§ Items from a data source
________

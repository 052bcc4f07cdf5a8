use serde::{Deserialize, Serialize};
use serde_json::Value;

pub static JSONRPC_VERSION: &'static str = "2.0";
pub const MAX_LINE_LENGTH: usize = 64 * 1024;

pub static GET_ROBOT_STATE: &'static str = "get_robot_state";
pub static GET_WORK_MODE: &'static str = "get_work_mode";
pub static GET_CURRENT_WAYPOINT: &'static str = "get_current_waypoint";
pub static ROBOT_STARTUP: &'static str = "robot_startup";
pub static ROBOT_SHUTDOWN: &'static str = "robot_shutdown";
pub static INIT_PROFILE: &'static str = "init_profile";
pub static SET_JOINT_MAXVELC: &'static str = "set_joint_maxvelc";
pub static SET_JOINT_MAXACC: &'static str = "set_joint_maxacc";
pub static MOVE_JOINT: &'static str = "move_joint";

/// One request line sent to the controller.
#[derive(Serialize, Deserialize, Debug, Clone, PartialEq)]
pub struct RpcRequest {
    pub jsonrpc: String,
    pub method: String,
    pub params: Value,
    pub id: u64,
}

impl RpcRequest {
    pub fn new(method: &str, params: Value, id: u64) -> Self {
        RpcRequest {
            jsonrpc: JSONRPC_VERSION.to_string(),
            method: method.to_string(),
            params,
            id,
        }
    }
}

/// One reply line. Exactly one of `result` and `error` is expected.
#[derive(Serialize, Deserialize, Debug, Clone, PartialEq)]
pub struct RpcReply {
    #[serde(default)]
    pub id: Option<u64>,
    #[serde(default, skip_serializing_if = "Option::is_none")]
    pub result: Option<Value>,
    #[serde(default, skip_serializing_if = "Option::is_none")]
    pub error: Option<RpcErrorBody>,
}

#[derive(Serialize, Deserialize, Debug, Clone, PartialEq)]
pub struct RpcErrorBody {
    pub code: i32,
    #[serde(default)]
    pub message: String,
}

#[cfg(test)]
mod tests {
    use super::*;
    use serde_json::json;

    #[test]
    fn request_serializes_as_jsonrpc() {
        let request = RpcRequest::new(MOVE_JOINT, json!([[0.0, 0.0, 0.0, 0.0, 0.5, 0.0], false]), 7);
        let value = serde_json::to_value(&request).unwrap();
        assert_eq!(
            value,
            json!({
                "jsonrpc": "2.0",
                "method": "move_joint",
                "params": [[0.0, 0.0, 0.0, 0.0, 0.5, 0.0], false],
                "id": 7
            })
        );
    }

    #[test]
    fn error_reply_without_message_parses() {
        let reply: RpcReply = serde_json::from_str(r#"{"id": 3, "error": {"code": 10023}}"#).unwrap();
        assert_eq!(reply.id, Some(3));
        assert!(reply.result.is_none());
        assert_eq!(
            reply.error,
            Some(RpcErrorBody {
                code: 10023,
                message: String::new()
            })
        );
    }

    #[test]
    fn null_result_is_absent() {
        // serde maps an explicit null onto None for Option<Value>.
        let reply: RpcReply = serde_json::from_str(r#"{"id": 1, "result": null}"#).unwrap();
        assert!(reply.result.is_none());
    }
}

________

§ Exercise goal
Exactly as they appear above, set down all of the records once more.

§ Exercise result
repository 052bcc4f07cdf5a8
use serde::{Deserialize, Serialize};
use serde_json::Value;

pub static JSONRPC_VERSION: &'static str = "2.0";
pub const MAX_LINE_LENGTH: usize = 64 * 1024;

pub static GET_ROBOT_STATE: &'static str = "get_robot_state";
pub static GET_WORK_MODE: &'static str = "get_work_mode";
pub static GET_CURRENT_WAYPOINT: &'static str = "get_current_waypoint";
pub static ROBOT_STARTUP: &'static str = "robot_startup";
pub static ROBOT_SHUTDOWN: &'static str = "robot_shutdown";
pub static INIT_PROFILE: &'static str = "init_profile";
pub static SET_JOINT_MAXVELC: &'static str = "set_joint_maxvelc";
pub static SET_JOINT_MAXACC: &'static str = "set_joint_maxacc";
pub static MOVE_JOINT: &'static str = "move_joint";

/// One request line sent to the controller.
#[derive(Serialize, Deserialize, Debug, Clone, PartialEq)]
pub struct RpcRequest {
    pub jsonrpc: String,
    pub method: String,
    pub params: Value,
    pub id: u64,
}

impl RpcRequest {
    pub fn new(method: &str, params: Value, id: u64) -> Self {
        RpcRequest {
            jsonrpc: JSONRPC_VERSION.to_string(),
            method: method.to_string(),
            params,
            id,
        }
    }
}

/// One reply line. Exactly one of `result` and `error` is expected.
#[derive(Serialize, Deserialize, Debug, Clone, PartialEq)]
pub struct RpcReply {
    #[serde(default)]
    pub id: Option<u64>,
    #[serde(default, skip_serializing_if = "Option::is_none")]
    pub result: Option<Value>,
    #[serde(default, skip_serializing_if = "Option::is_none")]
    pub error: Option<RpcErrorBody>,
}

#[derive(Serialize, Deserialize, Debug, Clone, PartialEq)]
pub struct RpcErrorBody {
    pub code: i32,
    #[serde(default)]
    pub message: String,
}

#[cfg(test)]
mod tests {
    use super::*;
    use serde_json::json;

    #[test]
    fn request_serializes_as_jsonrpc() {
        let request = RpcRequest::new(MOVE_JOINT, json!([[0.0, 0.0, 0.0, 0.0, 0.5, 0.0], false]), 7);
        let value = serde_json::to_value(&request).unwrap();
        assert_eq!(
            value,
            json!({
                "jsonrpc": "2.0",
                "method": "move_joint",
                "params": [[0.0, 0.0, 0.0, 0.0, 0.5, 0.0], false],
                "id": 7
            })
        );
    }

    #[test]
    fn error_reply_without_message_parses() {
        let reply: RpcReply = serde_json::from_str(r#"{"id": 3, "error": {"code": 10023}}"#).unwrap();
        assert_eq!(reply.id, Some(3));
        assert!(reply.result.is_none());
        assert_eq!(
            reply.error,
            Some(RpcErrorBody {
                code: 10023,
                message: String::new()
            })
        );
    }

    #[test]
    fn null_result_is_absent() {
        // serde maps an explicit null onto None for Option<Value>.
        let reply: RpcReply = serde_json::from_str(r#"{"id": 1, "result": null}"#).unwrap();
        assert!(reply.result.is_none());
    }
}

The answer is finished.